Source data below:

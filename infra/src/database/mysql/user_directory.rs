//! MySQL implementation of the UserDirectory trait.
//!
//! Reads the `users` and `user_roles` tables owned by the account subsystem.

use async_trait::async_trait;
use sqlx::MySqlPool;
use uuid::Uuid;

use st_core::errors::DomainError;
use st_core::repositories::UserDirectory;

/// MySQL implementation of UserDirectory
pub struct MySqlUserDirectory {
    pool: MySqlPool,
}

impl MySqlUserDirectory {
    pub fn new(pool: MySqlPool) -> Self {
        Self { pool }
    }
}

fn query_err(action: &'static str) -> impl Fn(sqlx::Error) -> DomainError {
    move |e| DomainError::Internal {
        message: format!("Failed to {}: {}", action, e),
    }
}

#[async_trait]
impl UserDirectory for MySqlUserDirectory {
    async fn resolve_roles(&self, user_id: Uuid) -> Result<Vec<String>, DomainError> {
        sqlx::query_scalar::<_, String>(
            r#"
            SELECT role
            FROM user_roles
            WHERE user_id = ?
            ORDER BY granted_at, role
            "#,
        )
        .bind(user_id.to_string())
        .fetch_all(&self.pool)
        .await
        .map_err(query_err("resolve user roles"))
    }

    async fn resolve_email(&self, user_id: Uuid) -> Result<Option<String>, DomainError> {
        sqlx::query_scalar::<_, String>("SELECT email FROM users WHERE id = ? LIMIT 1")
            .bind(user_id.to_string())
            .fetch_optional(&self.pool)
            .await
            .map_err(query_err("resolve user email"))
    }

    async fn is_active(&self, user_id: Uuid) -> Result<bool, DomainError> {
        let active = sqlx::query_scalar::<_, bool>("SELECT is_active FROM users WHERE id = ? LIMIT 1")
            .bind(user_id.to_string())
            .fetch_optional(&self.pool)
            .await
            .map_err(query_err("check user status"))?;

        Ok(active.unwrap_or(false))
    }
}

End of Source data.
Source data below:

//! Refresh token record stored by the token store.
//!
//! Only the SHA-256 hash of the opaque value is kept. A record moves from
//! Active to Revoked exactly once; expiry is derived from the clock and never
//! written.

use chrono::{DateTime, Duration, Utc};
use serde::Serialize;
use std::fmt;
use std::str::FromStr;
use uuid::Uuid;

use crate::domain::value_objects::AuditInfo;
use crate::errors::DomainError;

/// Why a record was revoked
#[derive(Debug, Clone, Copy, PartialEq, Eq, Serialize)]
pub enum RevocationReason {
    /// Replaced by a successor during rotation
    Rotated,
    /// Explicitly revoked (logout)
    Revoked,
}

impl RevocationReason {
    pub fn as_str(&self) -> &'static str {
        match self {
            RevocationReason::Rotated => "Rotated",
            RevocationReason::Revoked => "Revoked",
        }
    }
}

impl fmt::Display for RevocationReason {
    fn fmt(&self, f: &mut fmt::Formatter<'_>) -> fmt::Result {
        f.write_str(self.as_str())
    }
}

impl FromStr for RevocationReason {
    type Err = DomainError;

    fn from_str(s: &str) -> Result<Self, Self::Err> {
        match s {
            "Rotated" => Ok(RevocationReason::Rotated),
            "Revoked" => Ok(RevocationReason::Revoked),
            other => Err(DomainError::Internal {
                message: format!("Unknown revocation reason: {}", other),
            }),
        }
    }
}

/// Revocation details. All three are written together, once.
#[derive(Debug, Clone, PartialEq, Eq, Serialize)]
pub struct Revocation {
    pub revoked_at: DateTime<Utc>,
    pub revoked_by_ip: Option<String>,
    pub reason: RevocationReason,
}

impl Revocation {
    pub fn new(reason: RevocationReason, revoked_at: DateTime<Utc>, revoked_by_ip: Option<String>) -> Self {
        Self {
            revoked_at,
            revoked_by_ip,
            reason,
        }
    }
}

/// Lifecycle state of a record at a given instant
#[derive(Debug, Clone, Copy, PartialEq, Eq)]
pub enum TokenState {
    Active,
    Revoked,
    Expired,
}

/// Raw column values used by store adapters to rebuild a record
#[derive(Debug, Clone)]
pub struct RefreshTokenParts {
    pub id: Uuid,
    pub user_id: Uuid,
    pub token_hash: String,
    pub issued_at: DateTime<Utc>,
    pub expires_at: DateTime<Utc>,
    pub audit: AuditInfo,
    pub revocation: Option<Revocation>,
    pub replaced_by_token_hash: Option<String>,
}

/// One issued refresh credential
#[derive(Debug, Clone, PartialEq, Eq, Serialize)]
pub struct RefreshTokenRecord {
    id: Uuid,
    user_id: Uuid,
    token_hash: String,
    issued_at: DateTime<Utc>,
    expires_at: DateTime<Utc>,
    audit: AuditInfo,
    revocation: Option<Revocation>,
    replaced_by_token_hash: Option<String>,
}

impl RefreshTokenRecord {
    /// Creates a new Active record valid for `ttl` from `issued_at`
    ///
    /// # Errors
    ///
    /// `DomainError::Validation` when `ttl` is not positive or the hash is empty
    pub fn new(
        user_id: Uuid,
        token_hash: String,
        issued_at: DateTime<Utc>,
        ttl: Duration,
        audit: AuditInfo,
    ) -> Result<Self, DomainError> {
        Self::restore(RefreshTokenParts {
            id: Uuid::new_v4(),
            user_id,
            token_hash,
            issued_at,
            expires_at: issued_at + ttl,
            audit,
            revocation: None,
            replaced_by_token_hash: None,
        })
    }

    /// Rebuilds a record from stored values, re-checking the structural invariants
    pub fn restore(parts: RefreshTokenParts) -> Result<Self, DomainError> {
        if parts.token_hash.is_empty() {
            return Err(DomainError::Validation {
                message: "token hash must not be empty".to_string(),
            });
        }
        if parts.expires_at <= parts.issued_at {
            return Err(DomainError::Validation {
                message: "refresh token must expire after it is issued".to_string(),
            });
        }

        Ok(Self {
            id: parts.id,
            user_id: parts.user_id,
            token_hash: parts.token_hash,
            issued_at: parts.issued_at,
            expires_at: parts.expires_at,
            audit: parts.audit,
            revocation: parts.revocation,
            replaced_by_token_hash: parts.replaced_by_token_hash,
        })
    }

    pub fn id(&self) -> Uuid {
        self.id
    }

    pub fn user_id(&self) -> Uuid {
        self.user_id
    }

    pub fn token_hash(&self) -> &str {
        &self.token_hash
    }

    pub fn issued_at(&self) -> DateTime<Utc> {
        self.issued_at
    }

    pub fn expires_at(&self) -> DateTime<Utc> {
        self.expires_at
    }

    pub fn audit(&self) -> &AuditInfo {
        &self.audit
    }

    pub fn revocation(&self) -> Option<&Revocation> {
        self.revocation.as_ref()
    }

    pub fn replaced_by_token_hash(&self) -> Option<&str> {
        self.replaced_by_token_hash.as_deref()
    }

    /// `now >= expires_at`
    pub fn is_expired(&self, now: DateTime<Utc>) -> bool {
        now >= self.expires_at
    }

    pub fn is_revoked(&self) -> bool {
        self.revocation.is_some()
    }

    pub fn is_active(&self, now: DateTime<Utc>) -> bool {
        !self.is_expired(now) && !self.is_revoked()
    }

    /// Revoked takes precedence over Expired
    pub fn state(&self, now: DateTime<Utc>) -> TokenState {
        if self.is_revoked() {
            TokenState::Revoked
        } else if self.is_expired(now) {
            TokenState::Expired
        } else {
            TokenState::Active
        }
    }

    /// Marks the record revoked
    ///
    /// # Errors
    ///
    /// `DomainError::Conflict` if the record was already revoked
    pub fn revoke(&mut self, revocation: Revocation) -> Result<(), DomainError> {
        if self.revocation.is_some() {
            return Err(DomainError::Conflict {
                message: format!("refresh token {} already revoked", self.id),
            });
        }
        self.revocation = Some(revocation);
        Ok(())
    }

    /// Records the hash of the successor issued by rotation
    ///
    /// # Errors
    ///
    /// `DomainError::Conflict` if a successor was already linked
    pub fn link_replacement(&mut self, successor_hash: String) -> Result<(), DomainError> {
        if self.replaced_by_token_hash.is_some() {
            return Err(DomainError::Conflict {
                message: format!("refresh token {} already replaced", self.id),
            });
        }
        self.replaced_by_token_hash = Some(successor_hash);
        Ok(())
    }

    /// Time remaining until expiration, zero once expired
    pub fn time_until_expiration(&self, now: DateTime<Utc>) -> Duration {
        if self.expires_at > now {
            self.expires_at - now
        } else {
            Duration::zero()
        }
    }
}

End of Source data.
Source data below:

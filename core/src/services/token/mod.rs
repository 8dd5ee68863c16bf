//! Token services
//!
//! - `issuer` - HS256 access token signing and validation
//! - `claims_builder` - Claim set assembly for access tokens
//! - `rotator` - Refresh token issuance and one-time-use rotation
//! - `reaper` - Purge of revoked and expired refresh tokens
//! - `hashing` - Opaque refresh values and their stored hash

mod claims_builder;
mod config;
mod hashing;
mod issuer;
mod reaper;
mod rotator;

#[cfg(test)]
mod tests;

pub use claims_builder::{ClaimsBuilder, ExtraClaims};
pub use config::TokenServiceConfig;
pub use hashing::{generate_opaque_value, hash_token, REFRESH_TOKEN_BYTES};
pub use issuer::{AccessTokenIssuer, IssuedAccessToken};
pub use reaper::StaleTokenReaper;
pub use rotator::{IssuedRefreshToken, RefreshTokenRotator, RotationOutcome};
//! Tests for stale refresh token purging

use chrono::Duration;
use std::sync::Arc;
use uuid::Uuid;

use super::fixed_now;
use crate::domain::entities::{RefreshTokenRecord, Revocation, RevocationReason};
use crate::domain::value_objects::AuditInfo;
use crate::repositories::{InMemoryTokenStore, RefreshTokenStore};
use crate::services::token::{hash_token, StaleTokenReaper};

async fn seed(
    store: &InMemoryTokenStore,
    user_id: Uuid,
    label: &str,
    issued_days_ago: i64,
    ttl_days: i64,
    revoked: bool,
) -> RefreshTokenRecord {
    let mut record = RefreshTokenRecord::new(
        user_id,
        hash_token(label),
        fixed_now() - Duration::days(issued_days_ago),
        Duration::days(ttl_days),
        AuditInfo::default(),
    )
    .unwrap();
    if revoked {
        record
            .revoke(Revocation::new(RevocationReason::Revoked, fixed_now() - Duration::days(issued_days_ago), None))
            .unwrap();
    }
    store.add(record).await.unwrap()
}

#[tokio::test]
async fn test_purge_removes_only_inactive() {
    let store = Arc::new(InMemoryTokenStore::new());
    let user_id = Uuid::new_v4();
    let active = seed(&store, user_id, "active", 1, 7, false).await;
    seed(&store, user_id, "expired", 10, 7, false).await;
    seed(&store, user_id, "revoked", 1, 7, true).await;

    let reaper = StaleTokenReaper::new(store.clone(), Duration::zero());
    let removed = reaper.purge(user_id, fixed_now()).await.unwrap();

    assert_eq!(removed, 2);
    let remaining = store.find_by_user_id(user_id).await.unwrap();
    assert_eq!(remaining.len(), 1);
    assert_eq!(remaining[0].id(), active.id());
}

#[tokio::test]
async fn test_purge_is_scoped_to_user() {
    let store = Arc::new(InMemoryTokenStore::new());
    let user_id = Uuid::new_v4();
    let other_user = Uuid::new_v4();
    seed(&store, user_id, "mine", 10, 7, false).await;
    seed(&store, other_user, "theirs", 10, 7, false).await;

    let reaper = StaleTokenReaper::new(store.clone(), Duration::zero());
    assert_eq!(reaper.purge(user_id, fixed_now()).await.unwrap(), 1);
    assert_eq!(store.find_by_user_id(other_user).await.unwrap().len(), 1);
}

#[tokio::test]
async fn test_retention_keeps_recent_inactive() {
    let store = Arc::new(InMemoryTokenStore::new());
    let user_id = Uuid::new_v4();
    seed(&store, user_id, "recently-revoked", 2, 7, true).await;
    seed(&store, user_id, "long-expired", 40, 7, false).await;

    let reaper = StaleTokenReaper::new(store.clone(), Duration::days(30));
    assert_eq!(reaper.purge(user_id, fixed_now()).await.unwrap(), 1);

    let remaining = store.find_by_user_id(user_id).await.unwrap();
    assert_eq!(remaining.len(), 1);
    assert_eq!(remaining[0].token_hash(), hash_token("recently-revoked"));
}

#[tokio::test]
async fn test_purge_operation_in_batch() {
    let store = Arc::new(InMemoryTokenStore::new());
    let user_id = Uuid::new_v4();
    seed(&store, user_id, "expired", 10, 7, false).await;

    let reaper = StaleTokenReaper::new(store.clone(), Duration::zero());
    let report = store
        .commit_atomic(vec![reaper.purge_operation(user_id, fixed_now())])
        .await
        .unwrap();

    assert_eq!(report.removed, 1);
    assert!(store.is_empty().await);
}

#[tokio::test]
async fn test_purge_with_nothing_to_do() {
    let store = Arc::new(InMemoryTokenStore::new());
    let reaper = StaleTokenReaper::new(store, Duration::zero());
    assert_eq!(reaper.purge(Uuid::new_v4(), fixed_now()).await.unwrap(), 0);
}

End of Source data.

> **What is expected**:
Within the material above, the line with "filename infra/src/database/mysql/user_directory.rs" opens the range and the line with "impl UserDirectory for" closes it; reproduce that range word for word.

> **Output below**:
filename infra/src/database/mysql/user_directory.rs
//! MySQL implementation of the UserDirectory trait.
//!
//! Reads the `users` and `user_roles` tables owned by the account subsystem.

use async_trait::async_trait;
use sqlx::MySqlPool;
use uuid::Uuid;

use st_core::errors::DomainError;
use st_core::repositories::UserDirectory;

/// MySQL implementation of UserDirectory
pub struct MySqlUserDirectory {
    pool: MySqlPool,
}

impl MySqlUserDirectory {
    pub fn new(pool: MySqlPool) -> Self {
        Self { pool }
    }
}

fn query_err(action: &'static str) -> impl Fn(sqlx::Error) -> DomainError {
    move |e| DomainError::Internal {
        message: format!("Failed to {}: {}", action, e),
    }
}

#[async_trait]
impl UserDirectory for MySqlUserDirectory {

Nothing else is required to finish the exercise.